Last week, two members of the House Oversight and Reform Committee asked the Government Accountability Office to review the FBI’s surveillance of individuals and groups through agents’ “assessments.”

According to the 2008 Attorney General’s Guidelines for Domestic FBI Operations, assessments may lead to investigations. They can include surveillance not requiring a court order, the use and recruitment of human sources, and the examination of publicly available information.  

Reps. Jamie Raskin, Maryland Democrat, and Nancy Mace, South Carolina Republican, said they wanted the GAO to study whether FBI agents’ assessments yielded improper monitoring of constitutionally protected activity of Americans, including those in political, racial or religious organizations.

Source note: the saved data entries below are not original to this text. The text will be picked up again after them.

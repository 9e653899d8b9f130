//! holdrec library
//!
//! Hold-to-record segmented video capture. While a control is held the
//! encoder's output is written into a segment file; releasing pauses. Once the
//! accumulated duration reaches the cap the segments are concatenated into a
//! single video with continuous timestamps.

pub mod adapters;
pub mod cli;
pub mod config;
pub mod config_initialization;
pub mod domain;
pub mod engine;
pub mod error;
pub mod output;
pub mod ports;
pub mod utils;

// Re-export commonly used types
pub use config::{RecorderSettings, VideoSettings};
pub use domain::errors::DomainError;
pub use domain::model::{Orientation, Phase, ProgressSnapshot, StitchReport, TrackFormat};
pub use engine::{Recorder, RecorderDeps, RecorderEvent, SessionControl, ShutdownReport, Stitcher};
pub use error::{HoldrecError, HoldrecResult};

/// Initialize the media backends compiled into this build
pub fn init() -> HoldrecResult<()> {
    #[cfg(feature = "libav")]
    ffmpeg_next::init().map_err(|e| HoldrecError::BackendInitError {
        message: e.to_string(),
    })?;

    Ok(())
}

Ms. Mace said Tuesday that the GAO committed to conducting a full review of the FBI’s actions and she expected to receive a report within the next two months.

“It seems like this program, these assessments, are crossing the line and [are] abusive, and violating individuals’ civil liberties and civil rights,” Ms. Mace said.

Ms. Mace said she wants to see GAO’s forthcoming report before determining how Congress should proceed in its oversight of the FBI.

She said her staff is working with Mr. Raskin’s team and they will collaborate on deciding what steps to take.

Other lawmakers’ recent efforts to get information about the FBI’s domestic operations have not been successful.

In December, the FBI told Sen. Charles E. Grassley, Iowa Republican, that it did not need to explain its 2016 probe of the conservative group Concerned Women for America.

After conducting an assessment of the group, the FBI revealed last year that there was nothing to pursue.

Mr. Massie said he does not trust Democrats to hold the FBI accountable.

“Sadly, under the Democrats, Congress, which created the FBI, has also failed to provide sufficient oversight of this agency while continuing to increase its funding,” Mr. Massie said. “When Republicans retake the majority, I expect our Judiciary Committee will investigate several issues that have been swept under the rug.”

The FBI did not respond to a request for comment Tuesday.

Previously, the FBI had declined to comment on matters involving pending litigation, which unearthed the audit.

The FBI said on Thursday that it takes compliance seriously, especially for sensitive investigative matters, which is why it conducted the 2019 audit.

“While the number of deviations from FBI approval, notification, and administrative requirements noted in the report is unacceptable, we began implementing important changes in training and raising awareness even prior to issuance of the report, and we remain committed to ensuring all personnel adhere to our internal investigative and operational guidelines,” the FBI said in a statement to The Times.